Research Project
2005029
Tuberculosis remains one of the most significant global health problems today, as it has for centuries. Although the development of chemotherapeutic agents for treating tuberculosis resulted in a dramatic decline in the incidence of tuberculosis from the 1950's until the 1980's, especially in developed countries, the disease has not been contained and is increasing throughout the world. Approximately one third of the world's population is infected with Mycobacterium tuberculosis and three million people die of tuberculosis annually. An alternative approach to chemotherapy for control of infectious diseases has been the development of vaccines against specific components of pathogens or toxins produced by the pathogens. An effective vaccine against tuberculosis would afford long-lasting protection to individuals without having to rely on chemotherapy.
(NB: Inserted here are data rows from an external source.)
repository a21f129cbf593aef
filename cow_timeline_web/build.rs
use std::process::Command;

fn main() {
    println!("cargo:rerun-if-changed=build.rs");
    // Workspace root is one level up from this crate.
    println!("cargo:rerun-if-changed=../.git/HEAD");

    let commit = Command::new("git")
        .args(["rev-parse", "--short", "HEAD"])
        .output()
        .ok()
        .filter(|output| output.status.success())
        .map(|output| String::from_utf8_lossy(&output.stdout).trim().to_string())
        .filter(|value| !value.is_empty())
        .unwrap_or_else(|| "dev".to_string());

    println!("cargo:rustc-env=COW_TIMELINE_COMMIT={commit}");
}
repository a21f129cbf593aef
//! Behavior timeline extraction for cow observation sheets.
//!
//! The pipeline is linear: raw CSV bytes (a local file or a Google Sheets
//! export) are normalized into timestamped [`Observation`]s, consecutive
//! observations become [`Interval`]s, and intervals whose label maps onto the
//! configured [`BehaviorSet`] become a [`Timeline`] that the front ends chart.

pub mod behavior;
pub mod figure;
pub mod interval;
pub mod sheet;
pub mod table;
pub mod timeline;

use thiserror::Error;

pub use behavior::{Behavior, BehaviorSet, Language, Profile, SubjectAlias, MISSING_LABEL};
pub use figure::{plotly_figure, standalone_html, viridis, AxisLabels, FigureOptions, Rgb, Theme};
pub use interval::{derive_intervals, Interval, IntervalStats, TrailingPolicy};
pub use sheet::{export_csv_url, parse_sheet_url, InputSource, SheetRef};
pub use table::{
    parse_table, parse_timestamp, Observation, ParseOptions, SubjectSelector, Table,
    TimestampColumns, DEFAULT_TIME_FORMATS,
};
pub use timeline::{
    build_timeline, day_boundaries, write_intervals_csv, BehaviorInterval, BehaviorTotal,
    Timeline, TimelineParams, TimelineStats,
};

#[derive(Error, Debug)]
pub enum TimelineError {
    #[error("invalid Google Sheets URL: {0}")]
    InvalidSheetUrl(String),
    #[error("failed to fetch sheet: {0}")]
    Fetch(String),
    #[error("failed to read CSV: {0}")]
    Csv(#[from] csv::Error),
    #[error(transparent)]
    Io(#[from] std::io::Error),
    #[error("missing required column: {0}")]
    MissingColumn(String),
    #[error("unknown subject column: {0}")]
    UnknownSubject(String),
    #[error("insufficient data: at least two timestamped rows are required")]
    InsufficientData,
    #[error("no rows for '{0}' carry a known behavior label")]
    NoKnownBehaviors(String),
    #[error("invalid behavior profile: {0}")]
    InvalidProfile(String),
}

/// Parse `input` and build the timeline for the selected subject in one call.
pub fn timeline_from_csv(
    input: &[u8],
    selector: &SubjectSelector,
    profile: &Profile,
    options: &ParseOptions,
    params: &TimelineParams,
) -> Result<Timeline, TimelineError> {
    let table = parse_table(input, options)?;
    let column = table.resolve_subject(selector, profile)?;
    build_timeline(&table, column, profile, params)
}

#[cfg(test)]
mod tests {
    use super::*;

    #[test]
    fn test_timeline_from_csv_end_to_end() {
        let csv = "Date,Time,Cow A,Cow B\n\
                   01-03-2024,08.00.00,ยืน,นอน\n\
                   01-03-2024,08.10.00,กิน,นอน\n\
                   01-03-2024,08.25.00,ยืน,ดื่ม\n";
        let timeline = timeline_from_csv(
            csv.as_bytes(),
            &SubjectSelector::Name("cow a".into()),
            &Profile::default(),
            &ParseOptions::default(),
            &TimelineParams::default(),
        )
        .unwrap();
        assert_eq!(timeline.subject, "cow a");
        assert_eq!(timeline.entries.len(), 2);
        assert_eq!(timeline.entries[0].behavior, 0);
        assert_eq!(timeline.entries[1].behavior, 2);
    }

    #[test]
    fn test_timeline_from_csv_reports_missing_subject() {
        let csv = "date,time,cow\n01-03-2024,08.00.00,ยืน\n01-03-2024,08.01.00,ยืน\n";
        let err = timeline_from_csv(
            csv.as_bytes(),
            &SubjectSelector::Name("horse".into()),
            &Profile::default(),
            &ParseOptions::default(),
            &TimelineParams::default(),
        )
        .unwrap_err();
        assert!(matches!(err, TimelineError::UnknownSubject(_)));
    }
}
use std::sync::Arc;

use async_trait::async_trait;
use tracing::{info, instrument};

use crate::{
    app_error::{AppError, AppResult},
    domain::entities::activity::{Activity, ActivityCatalog},
};

/// Whether signups are rejected once an activity reaches `max_participants`.
#[derive(Debug, Clone, Copy, PartialEq, Eq, Default)]
pub enum CapacityPolicy {
    #[default]
    Unenforced,
    Enforced,
}

impl CapacityPolicy {
    pub fn from_flag(enforce: bool) -> Self {
        if enforce {
            CapacityPolicy::Enforced
        } else {
            CapacityPolicy::Unenforced
        }
    }
}

/// Storage for the activity catalogue.
///
/// Implementations must perform the membership check and the mutation of
/// `add_participant` / `remove_participant` atomically.
#[async_trait]
pub trait ActivityRepo: Send + Sync {
    async fn list(&self) -> AppResult<ActivityCatalog>;
    /// Returns the activity after the email was appended.
    async fn add_participant(
        &self,
        name: &str,
        email: &str,
        capacity: CapacityPolicy,
    ) -> AppResult<Activity>;
    /// Returns the activity after the email was removed.
    async fn remove_participant(&self, name: &str, email: &str) -> AppResult<Activity>;
}

#[derive(Clone)]
pub struct ActivityUseCases {
    repo: Arc<dyn ActivityRepo>,
    capacity: CapacityPolicy,
}

impl ActivityUseCases {
    pub fn new(repo: Arc<dyn ActivityRepo>, capacity: CapacityPolicy) -> Self {
        Self { repo, capacity }
    }

    pub async fn list_activities(&self) -> AppResult<ActivityCatalog> {
        self.repo.list().await
    }

    #[instrument(skip(self))]
    pub async fn signup(&self, activity_name: &str, email: &str) -> AppResult<Activity> {
        let email = normalize_email(email)?;
        let activity = self
            .repo
            .add_participant(activity_name, &email, self.capacity)
            .await?;

        info!(
            activity = activity_name,
            participants = activity.participants.len(),
            spots_left = activity.spots_left(),
            "Participant signed up"
        );
        Ok(activity)
    }

    #[instrument(skip(self))]
    pub async fn unregister(&self, activity_name: &str, email: &str) -> AppResult<Activity> {
        let email = normalize_email(email)?;
        let activity = self.repo.remove_participant(activity_name, &email).await?;

        info!(
            activity = activity_name,
            participants = activity.participants.len(),
            "Participant unregistered"
        );
        Ok(activity)
    }
}

/// Trims surrounding whitespace; an email that is empty afterwards is treated as missing.
pub fn normalize_email(email: &str) -> AppResult<String> {
    let trimmed = email.trim();
    if trimmed.is_empty() {
        return Err(AppError::InvalidInput("email is required".into()));
    }
    Ok(trimmed.to_string())
}
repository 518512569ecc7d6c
use std::{collections::HashSet, path::Path};

use tracing::{info, warn};

use super::InfraError;
use crate::domain::entities::activity::{ActivityCatalog, default_catalog};

/// Loads the activity catalogue from `path`, or the built-in one when no path is given.
pub fn load_catalog(path: Option<&Path>) -> Result<ActivityCatalog, InfraError> {
    let Some(path) = path else {
        let catalog = default_catalog();
        info!(activities = catalog.len(), "Using built-in activity catalogue");
        return Ok(catalog);
    };

    let raw = std::fs::read_to_string(path).map_err(|source| InfraError::SeedRead {
        path: path.to_path_buf(),
        source,
    })?;
    let catalog: ActivityCatalog =
        serde_json::from_str(&raw).map_err(|source| InfraError::SeedParse {
            path: path.to_path_buf(),
            source,
        })?;
    validate_catalog(&catalog)?;

    info!(
        activities = catalog.len(),
        path = %path.display(),
        "Loaded activity catalogue from seed file"
    );
    Ok(catalog)
}

fn validate_catalog(catalog: &ActivityCatalog) -> Result<(), InfraError> {
    if catalog.is_empty() {
        return Err(InfraError::InvalidSeed("no activities defined".into()));
    }

    for (name, activity) in catalog {
        if name.trim().is_empty() {
            return Err(InfraError::InvalidSeed("activity name is blank".into()));
        }

        let mut seen = HashSet::new();
        if let Some(dup) = activity.participants.iter().find(|p| !seen.insert(p.as_str())) {
            return Err(InfraError::InvalidSeed(format!(
                "{dup} is listed twice in {name}"
            )));
        }

        // Capacity is only advisory unless enforcement is enabled.
        if activity.participants.len() > activity.max_participants as usize {
            warn!(
                activity = %name,
                participants = activity.participants.len(),
                max_participants = activity.max_participants,
                "Seeded activity is over capacity"
            );
        }
    }

    Ok(())
}
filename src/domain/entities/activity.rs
use std::collections::BTreeMap;

use serde::{Deserialize, Serialize};

/// Activities keyed by their unique name.
pub type ActivityCatalog = BTreeMap<String, Activity>;

#[derive(Debug, Clone, PartialEq, Eq, Serialize, Deserialize)]
pub struct Activity {
    pub description: String,
    pub schedule: String,
    pub max_participants: u32,
    #[serde(default)]
    pub participants: Vec<String>,
}

impl Activity {
    pub fn new(
        description: &str,
        schedule: &str,
        max_participants: u32,
        participants: &[&str],
    ) -> Self {
        Self {
            description: description.to_string(),
            schedule: schedule.to_string(),
            max_participants,
            participants: participants.iter().map(|p| p.to_string()).collect(),
        }
    }

    pub fn has_participant(&self, email: &str) -> bool {
        self.participants.iter().any(|p| p == email)
    }

    pub fn is_full(&self) -> bool {
        self.participants.len() >= self.max_participants as usize
    }

    pub fn spots_left(&self) -> u32 {
        self.max_participants.saturating_sub(self.participants.len() as u32)
    }
}

/// The built-in catalogue loaded when no seed file is configured.
pub fn default_catalog() -> ActivityCatalog {
    let mut catalog = ActivityCatalog::new();
    catalog.insert(
        "Chess Club".to_string(),
        Activity::new(
            "Learn strategies and compete in chess tournaments",
            "Fridays, 3:30 PM - 5:00 PM",
            12,
            &["michael@mergington.edu", "daniel@mergington.edu"],
        ),
    );
    catalog.insert(
        "Programming Class".to_string(),
        Activity::new(
            "Learn programming fundamentals and build software projects",
            "Tuesdays and Thursdays, 3:30 PM - 4:30 PM",
            20,
            &["emma@mergington.edu", "sophia@mergington.edu"],
        ),
    );
    catalog.insert(
        "Gym Class".to_string(),
        Activity::new(
            "Physical education and sports activities",
            "Mondays, Wednesdays, Fridays, 2:00 PM - 3:00 PM",
            30,
            &["john@mergington.edu", "olivia@mergington.edu"],
        ),
    );
    catalog.insert(
        "Soccer Team".to_string(),
        Activity::new(
            "Join the school soccer team and compete in matches",
            "Tuesdays and Thursdays, 4:00 PM - 5:30 PM",
            22,
            &["liam@mergington.edu", "noah@mergington.edu"],
        ),
    );
    catalog.insert(
        "Basketball Team".to_string(),
        Activity::new(
            "Practice and play basketball with the school team",
            "Wednesdays and Fridays, 3:30 PM - 5:00 PM",
            15,
            &["ava@mergington.edu", "mia@mergington.edu"],
        ),
    );
    catalog.insert(
        "Art Club".to_string(),
        Activity::new(
            "Explore your creativity through painting and drawing",
            "Thursdays, 3:30 PM - 5:00 PM",
            15,
            &["amelia@mergington.edu", "harper@mergington.edu"],
        ),
    );
    catalog.insert(
        "Drama Club".to_string(),
        Activity::new(
            "Act, direct, and produce plays and performances",
            "Mondays and Wednesdays, 4:00 PM - 5:30 PM",
            20,
            &["ella@mergington.edu", "scarlett@mergington.edu"],
        ),
    );
    catalog.insert(
        "Math Club".to_string(),
        Activity::new(
            "Solve challenging problems and participate in math competitions",
            "Tuesdays, 3:30 PM - 4:30 PM",
            10,
            &["james@mergington.edu", "benjamin@mergington.edu"],
        ),
    );
    catalog.insert(
        "Debate Team".to_string(),
        Activity::new(
            "Develop public speaking and argumentation skills",
            "Fridays, 4:00 PM - 5:30 PM",
            12,
            &["charlotte@mergington.edu", "henry@mergington.edu"],
        ),
    );
    catalog
}
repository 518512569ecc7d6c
pub mod app_error;
pub mod use_cases;
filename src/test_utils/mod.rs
//! Test utilities shared by unit and HTTP-level tests.
//!
//! This module provides:
//! - Fixture factories for activities and catalogues
//! - `TestAppStateBuilder` for wiring an `AppState` around an in-memory store

mod app_state_builder;
mod factories;

pub use app_state_builder::*;
pub use factories::*;
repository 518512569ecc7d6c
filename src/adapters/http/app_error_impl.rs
use crate::app_error::{AppError, ErrorCode};
use axum::Json;
use axum::{
    http::StatusCode,
    response::{IntoResponse, Response},
};

impl IntoResponse for AppError {
    fn into_response(self) -> Response {
        let code = self.code();
        let message = self.to_string();

        let status = match self {
            AppError::ActivityNotFound | AppError::NotSignedUp => StatusCode::NOT_FOUND,
            AppError::AlreadySignedUp | AppError::ActivityFull | AppError::InvalidInput(_) => {
                StatusCode::BAD_REQUEST
            }
            AppError::Internal(_) => StatusCode::INTERNAL_SERVER_ERROR,
        };

        if status.is_server_error() {
            tracing::error!(error = ?self, "Request failed");
            return error_resp(status, code, None);
        }

        tracing::warn!(error = ?self, "Request rejected");
        error_resp(status, code, Some(message))
    }
}

fn error_resp(status: StatusCode, code: ErrorCode, message: Option<String>) -> Response {
    let body = match message {
        Some(msg) => serde_json::json!({ "code": code.as_str(), "message": msg }),
        None => serde_json::json!({ "code": code.as_str() }),
    };
    (status, Json(body)).into_response()
}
Protection of large segments of populations at risk of infection would decrease the incidence of tuberculosis and contribute to reducing spread of disease, even to those who are immunocompromised and for whom a vaccine may be ineffective. The long-term goal is to construct a vaccine that would protect human populations against tuberculosis. We propose to identify surface protein antigens of M. tuberculosis that elicit protective immune responses against the tubercle bacilli. The genes specifying such antigens will be cloned into avirulent Salmonella-vaccine strains, which will be used to immunize mice to evaluate the types of responses elicited by the cloned antigens. The objective during the Phase II study will be to evaluate the best candidate antigens expressed by recombinant avirulent Salmonella vaccine strains for their abilities to protect mice and humans against infection by M. tuberculosis. PROPOSED COMMERCIAL APPLICATION: Recombinant avirulent Salmonella vaccines against M. tuberculosis would be useful worldwide in preventing tuberculosis. Because of increased frequency of travel among nearly all populations of the world and because of the infectious nature of M. tuberculosis, the incidence of TB will continue to increase and chemotherapy has been unable to contain the disease. Therefore, an effective vaccine against TB would have significant commercial value.